Task statement: Find each line below where the word "collect" occurs, and copy it.

(Stored items)
#[cfg(test)]
mod tests {
    use super::*;
    use crate::catalog::GeneratedTileCatalog;
    use rustc_hash::FxHashSet;

    fn names(prefix: &str, n: usize) -> Vec<String> {
        (0..n).map(|i| format!("{prefix}{i}")).collect()
    }

    #[test]
    fn canonical_perimeters_map_to_sides() {
        assert_eq!(compute_side_length(64, SizingPolicy::Fixed), 17);
        assert_eq!(compute_side_length(60, SizingPolicy::Fixed), 16);
        assert_eq!(compute_side_length(56, SizingPolicy::Fixed), 15);
        assert_eq!(side_length_from_perimeter(3), 2);
    }

    #[test]
    fn fit_side_is_the_smallest_ring_holding_every_tile() {
        assert_eq!(compute_side_length(40, SizingPolicy::Fit), 11);
        assert_eq!(compute_side_length(41, SizingPolicy::Fit), 12);
        assert_eq!(side_length_for_fit(0), 3);
        assert_eq!(side_length_for_fit(4), 3);
        assert_eq!(side_length_for_fit(8), 3);
        assert_eq!(side_length_for_fit(9), 4);
        for count in 0..200usize {
            let side = side_length_for_fit(count);
            assert!(side >= MIN_SIDE);
            assert!(perimeter(side) as usize >= count);
            if side > MIN_SIDE {
                assert!((perimeter(side - 1) as usize) < count.max(4));
            }
        }
    }

    #[test]
    fn perimeter_walks_are_complete_and_unique() {
        for side in MIN_SIDE..=24 {
            for traversal in [Traversal::Table, Traversal::Pixel] {
                let coords = enumerate(traversal, side);
                assert_eq!(coords.len() as u32, 4 * side - 4);
                let unique: FxHashSet<GridPos> = coords.iter().copied().collect();
                assert_eq!(unique.len(), coords.len());
                assert_eq!(coords.iter().filter(|p| is_corner(**p, side)).count(), 4);
                for p in &coords {
                    assert!(classify_position(*p, side).is_some(), "{p:?} is interior");
                }
            }
        }
    }

    #[test]
    fn table_walk_starts_bottom_left_and_goes_clockwise() {
        let coords = enumerate_perimeter(3);
        let expected = [
            (2, 0),
            (2, 1),
            (2, 2),
            (1, 2),
            (0, 2),
            (0, 1),
            (0, 0),
            (1, 0),
        ];
        let got: Vec<(u32, u32)> = coords.iter().map(|p| (p.row, p.col)).collect();
        assert_eq!(got, expected);
    }

    #[test]
    fn pixel_walk_starts_top_left_and_goes_clockwise() {
        let got: Vec<(u32, u32)> = enumerate_pixel_perimeter(3)
            .iter()
            .map(|p| (p.row, p.col))
            .collect();
        let expected = [
            (0, 0),
            (0, 1),
            (0, 2),
            (1, 2),
            (2, 2),
            (2, 1),
            (2, 0),
            (1, 0),
        ];
        assert_eq!(got, expected);
        assert_eq!(pixel_grid_position(8, 3), None);
    }

    #[test]
    fn corners_sit_at_quarter_points_of_both_walks() {
        let side = 17;
        for traversal in [Traversal::Table, Traversal::Pixel] {
            let coords = enumerate(traversal, side);
            let corner_idx: Vec<usize> = coords
                .iter()
                .enumerate()
                .filter(|(_, p)| is_corner(**p, side))
                .map(|(i, _)| i)
                .collect();
            let s = side as usize;
            assert_eq!(corner_idx, vec![0, s - 1, 2 * s - 2, 3 * s - 3]);
        }
    }

    #[test]
    fn rotation_faces_the_interior() {
        let side = 5;
        assert_eq!(compute_rotation(GridPos::new(0, 2), side), Rotation::Deg0);
        assert_eq!(compute_rotation(GridPos::new(2, 4), side), Rotation::Deg90);
        assert_eq!(compute_rotation(GridPos::new(4, 2), side), Rotation::Deg180);
        assert_eq!(compute_rotation(GridPos::new(2, 0), side), Rotation::Deg270);

        assert_eq!(compute_rotation(GridPos::new(0, 0), side), Rotation::Deg0);
        assert_eq!(compute_rotation(GridPos::new(0, 4), side), Rotation::Deg90);
        assert_eq!(compute_rotation(GridPos::new(4, 4), side), Rotation::Deg180);
        assert_eq!(compute_rotation(GridPos::new(4, 0), side), Rotation::Deg270);

        assert_eq!(compute_rotation(GridPos::new(2, 2), side), Rotation::Deg0);
        assert_eq!(classify_position(GridPos::new(2, 2), side), None);
        assert_eq!(classify_position(GridPos::new(5, 0), side), None);
    }

    #[test]
    fn underfull_lane_is_padded_with_placeholders_in_order() {
        // Side 4: 12 positions, 4 corners, 8 regular slots.
        let coords = enumerate_perimeter(4);
        let lane = names("L", 3);
        let slots = assign_tiles(&coords, 4, &lane, &[]);
        let regular: Vec<Option<&str>> = slots
            .iter()
            .filter(|s| !s.is_corner)
            .map(|s| s.name)
            .collect();
        assert_eq!(regular.len(), 8);
        assert_eq!(&regular[..3], &[Some("L0"), Some("L1"), Some("L2")]);
        assert!(regular[3..].iter().all(Option::is_none));
        assert!(slots.iter().filter(|s| s.is_corner).all(|s| s.name.is_none()));
    }

    #[test]
    fn ten_slot_lane_takes_three_names_then_seven_placeholders() {
        // First ten regular cells of a side-5 ring.
        let coords: Vec<GridPos> = enumerate_perimeter(5)
            .into_iter()
            .filter(|p| !is_corner(*p, 5))
            .take(10)
            .collect();
        let three = names("P", 3);
        let slots = assign_tiles(&coords, 5, &three, &[]);
        assert_eq!(slots.iter().filter(|s| s.name.is_some()).count(), 3);
        assert_eq!(slots.iter().filter(|s| s.name.is_none()).count(), 7);
        assert_eq!(slots[2].name, Some("P2"));

        let twelve = names("P", 12);
        let slots = assign_tiles(&coords, 5, &twelve, &[]);
        let used: Vec<&str> = slots.iter().filter_map(|s| s.name).collect();
        assert_eq!(used.len(), 10);
        assert_eq!(used.last(), Some(&"P9"));
    }

    #[test]
    fn surplus_corner_names_are_dropped() {
        let coords = enumerate_perimeter(3);
        let corners = names("C", 6);
        let slots = assign_tiles(&coords, 3, &[], &corners);
        let used: Vec<&str> = slots.iter().filter_map(|s| s.name).collect();
        assert_eq!(used, vec!["C0", "C1", "C2", "C3"]);
    }

    #[test]
    fn nest_rings_steps_down_and_stops_below_three() {
        assert_eq!(nest_rings(17, 3, 1), vec![17, 16, 15]);
        assert_eq!(nest_rings(17, 3, 2), vec![17, 15, 13]);
        assert_eq!(nest_rings(4, 3, 1), vec![4, 3]);
        assert_eq!(nest_rings(2, 3, 1), Vec::<u32>::new());
    }

    #[test]
    fn clamping_keeps_sides_strictly_decreasing() {
        assert_eq!(
            clamp_nested_sides(&[17, 16, 15], 1),
            vec![Some(17), Some(16), Some(15)]
        );
        assert_eq!(
            clamp_nested_sides(&[5, 9, 12], 1),
            vec![Some(5), Some(4), Some(3)]
        );
        assert_eq!(clamp_nested_sides(&[4, 9, 9], 1), vec![Some(4), Some(3), None]);
        assert_eq!(clamp_nested_sides(&[3, 3, 3], 1), vec![Some(3), None, None]);
        assert_eq!(clamp_nested_sides(&[2, 3, 3], 1), vec![None, None, None]);
    }

    #[test]
    fn pixel_coordinates_follow_the_top_left_walk() {
        let p = to_pixel_coordinate(0, 5, 10.0, 0.0).unwrap();
        assert_eq!((p.x, p.y), (0.0, 0.0));
        let p = to_pixel_coordinate(4, 5, 10.0, 0.0).unwrap();
        assert_eq!((p.x, p.y), (40.0, 0.0));
        let p = to_pixel_coordinate(8, 5, 10.0, 0.0).unwrap();
        assert_eq!((p.x, p.y), (40.0, 40.0));
        let p = to_pixel_coordinate(12, 5, 10.0, 1.5).unwrap();
        assert_eq!((p.x, p.y), (15.0, 55.0));
        assert!(to_pixel_coordinate(16, 5, 10.0, 0.0).is_none());
    }

    fn store_of(lane: Lane, names: &[String]) -> PropertyStore {
        PropertyStore::from_records(
            names
                .iter()
                .map(|name| metropoly_core::PropertyRecord {
                    name: name.clone(),
                    color_key: "red".to_string(),
                    lane,
                    image_ref: String::new(),
                    price: 100.0,
                    base_rent: 10.0,
                    card_type: metropoly_core::CardType::default(),
                    position_kind: metropoly_core::PositionKind::Regular,
                    position: None,
                })
                .collect(),
        )
    }

    #[test]
    fn small_rings_produce_no_cells() {
        let naming = FileNaming::default();
        let catalog = GeneratedTileCatalog::new(naming.clone());
        let store = store_of(Lane::Red, &names("R", 4));
        let tiles = TileSource {
            store: &store,
            catalog: &catalog,
            naming: &naming,
        };
        let mut issues = Vec::new();
        let ring = build_ring(
            Lane::Red,
            2,
            Traversal::Table,
            &LaneNames {
                lane: names("R", 4),
                corners: Vec::new(),
            },
            tiles,
            &mut issues,
        );
        assert!(ring.is_none());
        assert!(issues.is_empty());
    }

    #[test]
    fn placeholder_only_ring_still_has_every_position() {
        let naming = FileNaming::default();
        let catalog = GeneratedTileCatalog::new(naming.clone());
        let store = PropertyStore::default();
        let tiles = TileSource {
            store: &store,
            catalog: &catalog,
            naming: &naming,
        };
        let mut issues = Vec::new();
        let ring = build_ring(
            Lane::Blue,
            17,
            Traversal::Table,
            &LaneNames::default(),
            tiles,
            &mut issues,
        )
        .unwrap();
        assert_eq!(ring.cells.len(), 64);
        assert_eq!(ring.filled().count(), 0);
        assert_eq!(ring.corners().count(), 4);
        assert!(
            ring.cells
                .iter()
                .all(|c| c.image_path == "../casillas/casilla_NULL.svg")
        );
    }

    #[test]
    fn perimeter_saturates_instead_of_overflowing() {
        assert_eq!(perimeter(17), 64);
        assert_eq!(perimeter(u32::MAX), u32::MAX - 4);
    }

    #[test]
    fn blank_names_are_empty_slots() {
        let coords = enumerate_perimeter(3);
        let lane = vec![String::new(), "  ".to_string(), "Oriental".to_string()];
        let slots = assign_tiles(&coords, 3, &lane, &[]);
        assert_eq!(slots[1].name, None);
        assert_eq!(slots[3].name, None);
        assert_eq!(slots[5].name, Some("Oriental"));
        assert!(is_blank_name(" \t"));
        assert!(!is_blank_name("GO"));
    }

    #[test]
    fn names_without_a_record_get_the_null_tile() {
        let naming = FileNaming::default();
        let catalog = GeneratedTileCatalog::new(naming.clone());
        let store = store_of(Lane::Red, &["El Colli".to_string()]);
        let tiles = TileSource {
            store: &store,
            catalog: &catalog,
            naming: &naming,
        };
        let mut issues = Vec::new();
        let ring = build_ring(
            Lane::Red,
            3,
            Traversal::Table,
            &LaneNames {
                lane: vec![
                    "El Colli".to_string(),
                    "Nowhere Street".to_string(),
                    String::new(),
                ],
                corners: Vec::new(),
            },
            tiles,
            &mut issues,
        )
        .unwrap();
        assert_eq!(ring.cells[1].name.as_deref(), Some("El Colli"));
        assert_eq!(ring.cells[1].image_path, "../casillas/casilla_El Colli.svg");
        for idx in [3, 5] {
            assert_eq!(ring.cells[idx].name, None);
            assert_eq!(ring.cells[idx].image_path, "../casillas/casilla_NULL.svg");
        }
        assert_eq!(ring.filled().count(), 1);
        assert!(issues.is_empty());
    }
}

Result of the exercise:
        (0..n).map(|i| format!("{prefix}{i}")).collect()
                let unique: FxHashSet<GridPos> = coords.iter().copied().collect();
        let got: Vec<(u32, u32)> = coords.iter().map(|p| (p.row, p.col)).collect();
            .collect();
                .collect();
            .collect();
            .collect();
        let used: Vec<&str> = slots.iter().filter_map(|s| s.name).collect();
        let used: Vec<&str> = slots.iter().filter_map(|s| s.name).collect();
                .collect(),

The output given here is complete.